Copy, from the entries below, each line in which the string "ClockTime" appears.
(Dataset entries Opens)
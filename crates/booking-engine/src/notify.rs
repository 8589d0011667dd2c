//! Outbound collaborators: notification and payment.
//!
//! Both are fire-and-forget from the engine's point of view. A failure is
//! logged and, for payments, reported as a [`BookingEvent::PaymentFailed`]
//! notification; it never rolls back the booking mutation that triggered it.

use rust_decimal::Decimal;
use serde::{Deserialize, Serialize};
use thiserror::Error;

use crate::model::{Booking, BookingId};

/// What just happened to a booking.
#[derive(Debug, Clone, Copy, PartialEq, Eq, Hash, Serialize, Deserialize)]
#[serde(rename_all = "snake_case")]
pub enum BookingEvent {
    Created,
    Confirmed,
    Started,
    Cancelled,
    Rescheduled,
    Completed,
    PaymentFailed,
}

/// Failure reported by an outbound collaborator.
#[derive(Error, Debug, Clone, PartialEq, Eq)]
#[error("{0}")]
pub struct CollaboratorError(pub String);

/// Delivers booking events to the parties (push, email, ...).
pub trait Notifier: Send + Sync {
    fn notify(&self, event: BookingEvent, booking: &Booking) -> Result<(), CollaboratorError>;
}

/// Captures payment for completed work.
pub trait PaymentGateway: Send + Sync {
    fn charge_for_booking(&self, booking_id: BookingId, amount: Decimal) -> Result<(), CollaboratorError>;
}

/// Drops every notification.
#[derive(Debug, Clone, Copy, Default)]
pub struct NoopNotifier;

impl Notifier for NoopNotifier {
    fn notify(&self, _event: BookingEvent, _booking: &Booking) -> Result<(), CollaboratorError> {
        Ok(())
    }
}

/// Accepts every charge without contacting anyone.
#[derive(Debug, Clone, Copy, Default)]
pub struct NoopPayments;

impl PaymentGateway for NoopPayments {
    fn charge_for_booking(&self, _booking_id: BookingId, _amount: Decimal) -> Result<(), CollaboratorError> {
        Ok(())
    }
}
(Dataset entries Closes)
(Dataset entries Opens)
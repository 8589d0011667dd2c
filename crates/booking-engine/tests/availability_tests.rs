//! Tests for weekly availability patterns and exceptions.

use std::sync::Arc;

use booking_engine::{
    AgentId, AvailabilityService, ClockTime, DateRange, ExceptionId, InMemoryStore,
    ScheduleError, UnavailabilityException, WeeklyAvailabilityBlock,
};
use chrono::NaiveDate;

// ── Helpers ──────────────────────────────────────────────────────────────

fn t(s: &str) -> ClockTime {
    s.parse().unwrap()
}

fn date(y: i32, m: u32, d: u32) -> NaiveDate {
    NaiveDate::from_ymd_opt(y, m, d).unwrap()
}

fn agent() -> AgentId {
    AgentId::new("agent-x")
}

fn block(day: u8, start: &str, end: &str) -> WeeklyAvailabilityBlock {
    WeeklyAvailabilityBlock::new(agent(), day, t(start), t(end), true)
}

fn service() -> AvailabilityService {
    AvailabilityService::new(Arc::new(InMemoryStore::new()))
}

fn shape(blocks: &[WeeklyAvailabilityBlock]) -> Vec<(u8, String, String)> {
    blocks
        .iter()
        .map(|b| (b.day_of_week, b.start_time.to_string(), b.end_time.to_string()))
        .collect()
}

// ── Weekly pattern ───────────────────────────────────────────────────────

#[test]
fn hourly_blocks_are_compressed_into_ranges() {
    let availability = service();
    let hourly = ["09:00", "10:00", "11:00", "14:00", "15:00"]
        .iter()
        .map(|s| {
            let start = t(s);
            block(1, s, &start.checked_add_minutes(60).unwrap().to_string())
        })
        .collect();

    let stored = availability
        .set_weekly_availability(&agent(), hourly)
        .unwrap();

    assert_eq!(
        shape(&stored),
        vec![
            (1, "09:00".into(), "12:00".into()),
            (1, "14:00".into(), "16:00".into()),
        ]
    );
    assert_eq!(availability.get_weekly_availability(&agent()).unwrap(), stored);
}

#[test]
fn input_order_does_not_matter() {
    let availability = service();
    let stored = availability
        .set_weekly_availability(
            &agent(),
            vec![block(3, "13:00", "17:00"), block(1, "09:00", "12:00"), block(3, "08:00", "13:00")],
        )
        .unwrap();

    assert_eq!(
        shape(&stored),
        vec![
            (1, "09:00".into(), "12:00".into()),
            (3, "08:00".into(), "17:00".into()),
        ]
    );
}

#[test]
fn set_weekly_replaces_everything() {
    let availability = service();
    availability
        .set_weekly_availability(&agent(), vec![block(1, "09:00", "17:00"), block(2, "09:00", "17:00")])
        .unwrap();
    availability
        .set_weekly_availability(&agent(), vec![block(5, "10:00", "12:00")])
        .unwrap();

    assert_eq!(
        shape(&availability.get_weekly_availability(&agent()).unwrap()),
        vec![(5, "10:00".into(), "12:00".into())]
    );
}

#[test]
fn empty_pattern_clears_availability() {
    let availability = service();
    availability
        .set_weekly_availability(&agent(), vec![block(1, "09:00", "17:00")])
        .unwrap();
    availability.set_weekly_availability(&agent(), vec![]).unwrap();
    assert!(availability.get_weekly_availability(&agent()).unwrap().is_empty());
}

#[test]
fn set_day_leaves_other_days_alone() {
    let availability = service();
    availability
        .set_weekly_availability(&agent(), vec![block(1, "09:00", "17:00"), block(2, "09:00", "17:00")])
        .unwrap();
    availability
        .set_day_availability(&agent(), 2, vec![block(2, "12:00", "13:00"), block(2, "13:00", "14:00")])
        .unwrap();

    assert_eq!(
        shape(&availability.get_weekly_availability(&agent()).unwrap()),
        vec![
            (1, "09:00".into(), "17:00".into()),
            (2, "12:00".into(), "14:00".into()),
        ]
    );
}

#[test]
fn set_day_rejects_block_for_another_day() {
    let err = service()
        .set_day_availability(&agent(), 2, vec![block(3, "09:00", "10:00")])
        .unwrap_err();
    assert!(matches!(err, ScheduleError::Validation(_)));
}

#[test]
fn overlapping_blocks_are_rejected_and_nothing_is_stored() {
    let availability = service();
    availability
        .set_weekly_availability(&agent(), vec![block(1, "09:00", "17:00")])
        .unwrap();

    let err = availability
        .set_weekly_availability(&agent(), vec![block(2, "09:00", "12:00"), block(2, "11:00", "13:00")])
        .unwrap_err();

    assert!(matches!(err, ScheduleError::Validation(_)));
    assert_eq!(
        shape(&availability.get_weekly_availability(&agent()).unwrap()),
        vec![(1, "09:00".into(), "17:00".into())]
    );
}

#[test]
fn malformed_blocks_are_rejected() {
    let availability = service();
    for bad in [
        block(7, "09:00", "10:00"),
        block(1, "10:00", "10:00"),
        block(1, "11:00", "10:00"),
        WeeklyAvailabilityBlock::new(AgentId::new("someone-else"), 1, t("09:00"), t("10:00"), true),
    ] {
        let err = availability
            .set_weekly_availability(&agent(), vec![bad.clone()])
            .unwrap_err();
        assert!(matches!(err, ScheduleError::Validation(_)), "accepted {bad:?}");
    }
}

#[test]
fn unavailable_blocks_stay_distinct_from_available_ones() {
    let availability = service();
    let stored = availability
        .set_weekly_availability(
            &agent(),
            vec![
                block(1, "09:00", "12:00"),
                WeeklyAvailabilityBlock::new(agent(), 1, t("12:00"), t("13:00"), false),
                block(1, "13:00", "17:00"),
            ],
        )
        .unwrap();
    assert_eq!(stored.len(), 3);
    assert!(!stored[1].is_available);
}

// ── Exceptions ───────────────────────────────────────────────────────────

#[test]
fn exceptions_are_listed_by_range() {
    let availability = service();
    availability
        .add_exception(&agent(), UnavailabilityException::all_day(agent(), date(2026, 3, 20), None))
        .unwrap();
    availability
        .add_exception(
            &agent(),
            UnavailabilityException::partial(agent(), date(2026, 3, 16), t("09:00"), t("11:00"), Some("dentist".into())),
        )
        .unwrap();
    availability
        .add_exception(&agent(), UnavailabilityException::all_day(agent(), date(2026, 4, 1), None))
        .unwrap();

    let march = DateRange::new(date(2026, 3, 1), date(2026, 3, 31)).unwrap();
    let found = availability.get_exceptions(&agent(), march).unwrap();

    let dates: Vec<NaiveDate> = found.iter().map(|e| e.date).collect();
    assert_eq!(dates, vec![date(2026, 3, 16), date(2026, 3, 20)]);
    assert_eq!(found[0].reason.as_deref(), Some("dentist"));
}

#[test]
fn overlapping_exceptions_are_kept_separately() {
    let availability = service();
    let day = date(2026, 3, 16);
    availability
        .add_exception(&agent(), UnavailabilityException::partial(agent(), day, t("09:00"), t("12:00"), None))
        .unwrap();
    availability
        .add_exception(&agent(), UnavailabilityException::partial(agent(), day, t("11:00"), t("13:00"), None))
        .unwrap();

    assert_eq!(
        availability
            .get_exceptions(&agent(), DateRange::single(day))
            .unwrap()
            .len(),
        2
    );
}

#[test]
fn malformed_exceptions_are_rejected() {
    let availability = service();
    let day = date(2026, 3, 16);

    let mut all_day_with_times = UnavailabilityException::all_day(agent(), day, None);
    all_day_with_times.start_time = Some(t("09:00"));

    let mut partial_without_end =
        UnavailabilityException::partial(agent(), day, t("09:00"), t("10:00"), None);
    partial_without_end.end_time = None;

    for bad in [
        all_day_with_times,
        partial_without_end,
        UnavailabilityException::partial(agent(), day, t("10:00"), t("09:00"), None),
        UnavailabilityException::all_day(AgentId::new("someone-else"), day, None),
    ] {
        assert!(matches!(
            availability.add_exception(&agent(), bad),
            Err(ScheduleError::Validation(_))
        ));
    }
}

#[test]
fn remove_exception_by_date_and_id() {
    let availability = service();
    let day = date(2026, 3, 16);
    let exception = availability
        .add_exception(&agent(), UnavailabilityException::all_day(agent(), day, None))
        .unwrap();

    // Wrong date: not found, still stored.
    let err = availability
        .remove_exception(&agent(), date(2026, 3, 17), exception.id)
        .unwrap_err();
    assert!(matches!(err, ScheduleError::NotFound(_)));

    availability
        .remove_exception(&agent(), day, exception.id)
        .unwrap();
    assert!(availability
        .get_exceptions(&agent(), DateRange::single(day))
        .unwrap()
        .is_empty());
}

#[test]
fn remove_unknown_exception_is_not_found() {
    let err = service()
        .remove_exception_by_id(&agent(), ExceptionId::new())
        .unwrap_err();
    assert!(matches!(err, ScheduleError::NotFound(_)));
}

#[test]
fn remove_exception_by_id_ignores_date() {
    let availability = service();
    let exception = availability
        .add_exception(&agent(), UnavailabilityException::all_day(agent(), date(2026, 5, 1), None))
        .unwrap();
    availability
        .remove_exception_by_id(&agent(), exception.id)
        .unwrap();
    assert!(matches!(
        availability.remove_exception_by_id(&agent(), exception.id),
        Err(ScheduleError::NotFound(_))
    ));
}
(Dataset entries Closes)
• **Solution**:
    AgentId, AvailabilityService, ClockTime, DateRange, ExceptionId, InMemoryStore,
fn t(s: &str) -> ClockTime {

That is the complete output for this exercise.